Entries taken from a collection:
-- Opening Marker --
//! Canvas 2D backend (WASM only)

use wasm_bindgen::JsCast;
use web_sys::{CanvasRenderingContext2d, HtmlCanvasElement};

use super::shapes::{DrawCommand, FrameOptions, build_frame};
use crate::consts::{CANVAS_HEIGHT, CANVAS_WIDTH};
use crate::error::WebError;
use crate::platform::dom;
use crate::sim::GameState;

/// Owns the canvas and its 2D context
pub struct CanvasRenderState {
    pub canvas: HtmlCanvasElement,
    ctx: CanvasRenderingContext2d,
    pub options: FrameOptions,
}

impl CanvasRenderState {
    /// Attach to the canvas with the given id and size it to the logical
    /// playfield
    pub fn new(canvas_id: &str, options: FrameOptions) -> Result<Self, WebError> {
        let canvas: HtmlCanvasElement = dom::element_as(canvas_id)?;
        canvas.set_width(CANVAS_WIDTH as u32);
        canvas.set_height(CANVAS_HEIGHT as u32);

        let ctx = canvas
            .get_context("2d")?
            .ok_or_else(|| WebError::Js("2d context unavailable".to_string()))?
            .dyn_into::<CanvasRenderingContext2d>()
            .map_err(|_| WebError::WrongElementType(canvas_id.to_string()))?;

        Ok(Self {
            canvas,
            ctx,
            options,
        })
    }

    /// Draw the current frame
    pub fn render(&self, state: &GameState) {
        for command in build_frame(state, self.options) {
            self.execute(&command);
        }
    }

    fn execute(&self, command: &DrawCommand) {
        let ctx = &self.ctx;
        match command {
            DrawCommand::Clear { width, height } => {
                ctx.clear_rect(0.0, 0.0, *width as f64, *height as f64);
            }
            DrawCommand::FillRect { pos, size, color } => {
                ctx.set_fill_style_str(&color.css());
                ctx.fill_rect(pos.x as f64, pos.y as f64, size.x as f64, size.y as f64);
            }
            DrawCommand::FillText {
                text,
                pos,
                font,
                color,
            } => {
                ctx.set_fill_style_str(&color.css());
                ctx.set_font(font);
                if let Err(e) = ctx.fill_text(text, pos.x as f64, pos.y as f64) {
                    log::warn!("fill_text failed: {:?}", e);
                }
            }
        }
    }
}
-- Closing Marker --
WORK TASK = From the first line to the last, give the data again exactly.

EXERCISE SOLUTION =
//! Canvas 2D backend (WASM only)

use wasm_bindgen::JsCast;
use web_sys::{CanvasRenderingContext2d, HtmlCanvasElement};

use super::shapes::{DrawCommand, FrameOptions, build_frame};
use crate::consts::{CANVAS_HEIGHT, CANVAS_WIDTH};
use crate::error::WebError;
use crate::platform::dom;
use crate::sim::GameState;

/// Owns the canvas and its 2D context
pub struct CanvasRenderState {
    pub canvas: HtmlCanvasElement,
    ctx: CanvasRenderingContext2d,
    pub options: FrameOptions,
}

impl CanvasRenderState {
    /// Attach to the canvas with the given id and size it to the logical
    /// playfield
    pub fn new(canvas_id: &str, options: FrameOptions) -> Result<Self, WebError> {
        let canvas: HtmlCanvasElement = dom::element_as(canvas_id)?;
        canvas.set_width(CANVAS_WIDTH as u32);
        canvas.set_height(CANVAS_HEIGHT as u32);

        let ctx = canvas
            .get_context("2d")?
            .ok_or_else(|| WebError::Js("2d context unavailable".to_string()))?
            .dyn_into::<CanvasRenderingContext2d>()
            .map_err(|_| WebError::WrongElementType(canvas_id.to_string()))?;

        Ok(Self {
            canvas,
            ctx,
            options,
        })
    }

    /// Draw the current frame
    pub fn render(&self, state: &GameState) {
        for command in build_frame(state, self.options) {
            self.execute(&command);
        }
    }

    fn execute(&self, command: &DrawCommand) {
        let ctx = &self.ctx;
        match command {
            DrawCommand::Clear { width, height } => {
                ctx.clear_rect(0.0, 0.0, *width as f64, *height as f64);
            }
            DrawCommand::FillRect { pos, size, color } => {
                ctx.set_fill_style_str(&color.css());
                ctx.fill_rect(pos.x as f64, pos.y as f64, size.x as f64, size.y as f64);
            }
            DrawCommand::FillText {
                text,
                pos,
                font,
                color,
            } => {
                ctx.set_fill_style_str(&color.css());
                ctx.set_font(font);
                if let Err(e) = ctx.fill_text(text, pos.x as f64, pos.y as f64) {
                    log::warn!("fill_text failed: {:?}", e);
                }
            }
        }
    }
}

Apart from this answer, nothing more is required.